El valor simbólico de la vestimenta

Acudíamos a las clases en la Facultad –en el franquismo– siempre con corbata. Es más: catedrático había que expulsaba del aula a quien osara no llevarla. Signo de rectitud social era el nudo windsor, quien se las echaba de inconformista exhibía nudo simple. Era toda la discrepancia autorizada.

Ocurría igual con la libertad religiosa. Aunque se crea lo contrario, estaba autorizada en las leyes fundamentales, solo que se ejercía de forma contenida: la devoción oficial era a la Virgen del Pilar pero se podía practicar cualquier otra –a la de los Dolores, por ejemplo– contando con que las autoridades, benévolas, harían la vista gorda. Con los santos acontecía algo parecido: el castizo era Santiago (¡y cierra España!) pero a quien fuera devoto de san Demetrio e incluso de ello hiciera ostentación, no le pasaba nada.

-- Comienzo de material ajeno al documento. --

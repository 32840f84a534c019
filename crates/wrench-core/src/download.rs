//! Concurrent download of discovered manuals.
//!
//! The orchestrator pulls a batch of `discovered` entries from the registry
//! and fetches them with at most `concurrency` downloads in flight. Each
//! entry is moved through its lifecycle in the registry:
//!
//! ```text
//! discovered --> downloading --+--> downloaded (local path attached)
//!                              +--> failed     (error text attached)
//! ```
//!
//! One entry failing never stops the rest of the batch. After each finished
//! entry its task sleeps for `pause` before giving up its slot, which bounds
//! sustained request rate independently of the concurrency limit.

use std::sync::Arc;
use std::time::Duration;

use serde::Serialize;
use tokio::sync::Semaphore;
use tokio::task::JoinSet;
use tokio_util::sync::CancellationToken;
use uuid::Uuid;

use crate::error::AppError;
use crate::manual::{FetchedManual, ManualEntry, ManualStatus};
use crate::parallel::unwrap_join;
use crate::policy::ResiliencePolicy;
use crate::stage::{Stage, traced};
use crate::traits::{ManualFetcher, ManualRegistry};

/// Events emitted by the orchestrator for monitoring/logging.
#[derive(Debug, Clone)]
pub enum DownloadEvent<'a> {
    BatchStarted {
        run_id: Uuid,
        pending: usize,
    },
    ItemStarted {
        id: &'a str,
        url: &'a str,
    },
    ItemDownloaded {
        id: &'a str,
        local_path: &'a str,
        size: i64,
    },
    ItemFailed {
        id: &'a str,
        url: &'a str,
        error: &'a str,
    },
    StatusWriteFailed {
        id: &'a str,
        status: ManualStatus,
        error: &'a str,
    },
    Cancelled {
        run_id: Uuid,
        not_started: usize,
    },
    BatchFinished {
        report: &'a DownloadReport,
    },
}

/// Trait for receiving download events (decoupled logging).
pub trait DownloadReporter: Send + Sync {
    fn report(&self, event: DownloadEvent<'_>) {
        let _ = event;
    }
}

/// Reporter that uses the `tracing` crate.
#[derive(Debug, Default, Clone, Copy)]
pub struct TracingDownloadReporter;

impl DownloadReporter for TracingDownloadReporter {
    fn report(&self, event: DownloadEvent<'_>) {
        match event {
            DownloadEvent::BatchStarted { run_id, pending } => {
                tracing::info!(%run_id, %pending, "Download batch started");
            }
            DownloadEvent::ItemStarted { id, url } => {
                tracing::debug!(%id, %url, "Downloading manual");
            }
            DownloadEvent::ItemDownloaded {
                id,
                local_path,
                size,
            } => {
                tracing::info!(%id, %local_path, %size, "Manual downloaded");
            }
            DownloadEvent::ItemFailed { id, url, error } => {
                tracing::warn!(%id, %url, %error, "Manual download failed");
            }
            DownloadEvent::StatusWriteFailed { id, status, error } => {
                tracing::error!(%id, %status, %error, "Failed to record manual status");
            }
            DownloadEvent::Cancelled {
                run_id,
                not_started,
            } => {
                tracing::info!(%run_id, %not_started, "Download batch cancelled");
            }
            DownloadEvent::BatchFinished { report } => {
                tracing::info!(
                    run_id = %report.run_id,
                    attempted = report.attempted,
                    downloaded = report.downloaded,
                    failed = report.failed,
                    skipped = report.skipped,
                    cancelled = report.cancelled,
                    "Download batch finished"
                );
            }
        }
    }
}

/// Configuration for a download run.
#[derive(Debug, Clone)]
pub struct DownloadConfig {
    /// Maximum downloads in flight. `0` is treated as `1`.
    pub concurrency: usize,
    /// Batch size used when the caller passes a limit of `0`.
    pub batch_limit: usize,
    /// Pause after each finished entry, before its slot is released.
    pub pause: Duration,
}

impl Default for DownloadConfig {
    fn default() -> Self {
        Self {
            concurrency: 4,
            batch_limit: 100,
            pause: Duration::from_secs(1),
        }
    }
}

/// Outcome counts for one batch.
#[derive(Debug, Clone, Default, PartialEq, Eq, Serialize)]
pub struct DownloadReport {
    pub run_id: Uuid,
    /// Entries whose fetch was started.
    pub attempted: usize,
    pub downloaded: usize,
    pub failed: usize,
    /// Entries whose status could not be recorded. Those rejected before the
    /// fetch are not counted as attempted.
    pub skipped: usize,
    /// Entries never started, or interrupted, because the run was cancelled.
    pub cancelled: usize,
}

#[derive(Debug, Clone, Copy, PartialEq, Eq)]
enum ItemOutcome {
    Downloaded,
    Failed,
    Skipped,
    /// Fetched or failed, but no terminal status could be written.
    Unrecorded,
    Cancelled,
}

/// Adapts a [`ManualFetcher`] to the stage contract.
pub fn fetch_stage<F: ManualFetcher>(fetcher: F) -> Stage<ManualEntry, FetchedManual> {
    Stage::new(move |cancel: CancellationToken, entry: ManualEntry| {
        let fetcher = fetcher.clone();
        async move { fetcher.fetch(cancel, entry).await }
    })
}

pub struct DownloadOrchestrator<R: ManualRegistry> {
    registry: R,
    fetch: Stage<ManualEntry, FetchedManual>,
    config: DownloadConfig,
    reporter: Arc<dyn DownloadReporter>,
}

impl<R: ManualRegistry> DownloadOrchestrator<R> {
    /// Builds an orchestrator around an arbitrary fetch stage.
    pub fn new(registry: R, fetch: Stage<ManualEntry, FetchedManual>, config: DownloadConfig) -> Self {
        Self {
            registry,
            fetch,
            config,
            reporter: Arc::new(TracingDownloadReporter),
        }
    }

    /// Builds an orchestrator whose fetches are traced and guarded by `policy`.
    pub fn with_fetcher<F: ManualFetcher>(
        registry: R,
        fetcher: F,
        policy: &ResiliencePolicy,
        config: DownloadConfig,
    ) -> Self {
        let fetch = policy.wrap(traced("fetch_manual", fetch_stage(fetcher)));
        Self::new(registry, fetch, config)
    }

    pub fn with_reporter(mut self, reporter: Arc<dyn DownloadReporter>) -> Self {
        self.reporter = reporter;
        self
    }

    /// Downloads up to `limit` discovered entries (`0` = the configured batch
    /// size).
    ///
    /// Per-entry failures are recorded on the entry and counted in the report;
    /// they are not an error here. Only failing to read the batch is. Once
    /// `cancel` fires no new downloads are started; those already running
    /// finish or observe the token themselves.
    pub async fn download(
        &self,
        cancel: &CancellationToken,
        limit: usize,
    ) -> Result<DownloadReport, AppError> {
        let limit = if limit == 0 { self.config.batch_limit } else { limit };
        let pending = self
            .registry
            .list_by_status(ManualStatus::Discovered, limit)
            .await?;

        let mut report = DownloadReport {
            run_id: Uuid::new_v4(),
            ..Default::default()
        };
        self.reporter.report(DownloadEvent::BatchStarted {
            run_id: report.run_id,
            pending: pending.len(),
        });

        let semaphore = Arc::new(Semaphore::new(self.config.concurrency.max(1)));
        let mut tasks = JoinSet::new();
        let total = pending.len();
        let mut not_started = 0;

        for (index, entry) in pending.into_iter().enumerate() {
            let permit = tokio::select! {
                biased;
                () = cancel.cancelled() => {
                    not_started = total - index;
                    break;
                }
                permit = semaphore.clone().acquire_owned() => match permit {
                    Ok(permit) => permit,
                    Err(_) => unreachable!("download semaphore is never closed"),
                },
            };

            let item = ItemTask {
                registry: self.registry.clone(),
                fetch: self.fetch.clone(),
                reporter: Arc::clone(&self.reporter),
                cancel: cancel.clone(),
                pause: self.config.pause,
            };
            tasks.spawn(async move {
                let outcome = item.run(entry).await;
                drop(permit);
                outcome
            });
        }

        while let Some(joined) = tasks.join_next().await {
            match unwrap_join(joined) {
                ItemOutcome::Downloaded => {
                    report.attempted += 1;
                    report.downloaded += 1;
                }
                ItemOutcome::Failed => {
                    report.attempted += 1;
                    report.failed += 1;
                }
                ItemOutcome::Skipped => report.skipped += 1,
                ItemOutcome::Unrecorded => {
                    report.attempted += 1;
                    report.skipped += 1;
                }
                ItemOutcome::Cancelled => {
                    report.attempted += 1;
                    report.cancelled += 1;
                }
            }
        }

        if not_started > 0 {
            report.cancelled += not_started;
            self.reporter.report(DownloadEvent::Cancelled {
                run_id: report.run_id,
                not_started,
            });
        }
        self.reporter
            .report(DownloadEvent::BatchFinished { report: &report });
        Ok(report)
    }
}

/// Everything one spawned download needs.
struct ItemTask<R> {
    registry: R,
    fetch: Stage<ManualEntry, FetchedManual>,
    reporter: Arc<dyn DownloadReporter>,
    cancel: CancellationToken,
    pause: Duration,
}

impl<R: ManualRegistry> ItemTask<R> {
    async fn run(self, entry: ManualEntry) -> ItemOutcome {
        if !self.set_status(&entry.id, ManualStatus::Downloading, None).await {
            return ItemOutcome::Skipped;
        }
        self.reporter.report(DownloadEvent::ItemStarted {
            id: &entry.id,
            url: &entry.url,
        });

        let outcome = match self.fetch.run(self.cancel.clone(), entry.clone()).await {
            Ok(fetched) => self.record_success(entry, fetched).await,
            Err(e) if e.is_cancelled() => {
                // Interrupted, not failed: make it eligible for the next run.
                self.set_status(&entry.id, ManualStatus::Discovered, None).await;
                return ItemOutcome::Cancelled;
            }
            Err(e) => {
                let error = e.to_string();
                self.reporter.report(DownloadEvent::ItemFailed {
                    id: &entry.id,
                    url: &entry.url,
                    error: &error,
                });
                if self
                    .set_status(&entry.id, ManualStatus::Failed, Some(&error))
                    .await
                {
                    ItemOutcome::Failed
                } else {
                    ItemOutcome::Unrecorded
                }
            }
        };

        if !self.pause.is_zero() {
            tokio::select! {
                () = self.cancel.cancelled() => {}
                () = tokio::time::sleep(self.pause) => {}
            }
        }
        outcome
    }

    async fn record_success(&self, mut entry: ManualEntry, fetched: FetchedManual) -> ItemOutcome {
        entry.mark_downloaded(&fetched.local_path, fetched.size);
        if let Err(e) = self.registry.save(&entry).await {
            let error = e.to_string();
            self.reporter.report(DownloadEvent::StatusWriteFailed {
                id: &entry.id,
                status: ManualStatus::Downloaded,
                error: &error,
            });
            // Nothing re-lists `downloading`; park it as failed for requeue.
            let reason = format!("status write failed: {error}");
            return if self
                .set_status(&entry.id, ManualStatus::Failed, Some(&reason))
                .await
            {
                ItemOutcome::Failed
            } else {
                ItemOutcome::Unrecorded
            };
        }
        self.reporter.report(DownloadEvent::ItemDownloaded {
            id: &entry.id,
            local_path: &fetched.local_path,
            size: fetched.size,
        });
        ItemOutcome::Downloaded
    }

    /// Writes a status, reporting (not propagating) a registry failure.
    async fn set_status(&self, id: &str, status: ManualStatus, error: Option<&str>) -> bool {
        match self.registry.update_status(id, status, error).await {
            Ok(()) => true,
            Err(e) => {
                self.reporter.report(DownloadEvent::StatusWriteFailed {
                    id,
                    status,
                    error: &e.to_string(),
                });
                false
            }
        }
    }
}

Naturalmente, traspasar esos límites era arriesgado.

Los curas, cuando entonces, llevaban sotana – alda hasta los pies y sombrero de teja– porque, de lo contrario, el obispo les infligía las peores penas previstas en el Código de Derecho canónico. Aflojados los rigores, se admitió por la calle al cura destocado o destejado.

¿En qué consistió la relajación de las costumbres? En que vimos en los recintos universitarios chicos sin corbata, con un jersey de cuello vuelto, lo que provocaba la lógica inquietud entre los decanos. Peor aún fue cuando se les vio ¡con barba! Se podía asegurar que quienes así desafiaban la compostura eran antifranquistas, individuos peligrosos que –si no se les leía la cartilla– un día podrían proferir expresiones descalificadoras para con el Caudillo.

Entre el clero, los signos de revuelta se hicieron también manifiestos. Nacieron, en los años del Concilio Vaticano II, con el clergyman, una prenda ridícula pero que desterraba el manteo hasta los pies y lo sustituía por pantalones propios de oficinista vicioso del papel timbrado.

Lo malo es que, sin que nos diéramos cuenta, un día vimos al párroco con vaqueros y un jersey de cuello vuelto como el del chico exaltado de la Universidad. Si, además, gastaba guitarra, la certidumbre podía ser formulada: estábamos ante un clérigo subversivo dispuesto a burlarse hasta de las beatas.

Que todas las alarmas sonaran en el Gobierno civil era lógico y a nadie debía extrañar.

Todo esto pone de manifiesto que la vestimenta tiene un acusado poder simbólico y que basta ver vestido a un conciudadano para proclamar sin error sus inclinaciones ideológicas.

Ahora, con la crisis energética, hemos inaugurado el sincorbatismo oficial porque desde el Gobierno nos instan a ello, al menos mientras dure el verano. Luego, lo correcto, será llevar bufanda, de color rojo o morado, solos o mezclados.

En este eterno retorno que es la vida vamos a ver cómo quienes no coincidan con los postulados del Gobierno transversal, empático y chulísimo, se van a poner una corbata, convertida en bandera y signo de pertenecer a la derecha.

El problema lo tiene mi vecina Itziar Yolanda, que estudia para odontóloga. Itziar Yolanda es alta como espiga de trigo en sazón y tiene cuerpo normativo. Además, es youtuber e influencer en una comarca poblada.

–De nuevo –se queja– la discriminación de las mujeres. Porque ¿cómo vamos a demostrar que somos empoderadas y progresistas si nosotras no llevamos corbata?

He ahí una injusticia en la que nadie ha pensado: donde menos se espera, salta la liebre.

En el Ministerio de Igualdad sus cargos desiguales –y superfluos– van a verse obligados a interrumpir su siesta para restablecer el equilibrio entre los sexos.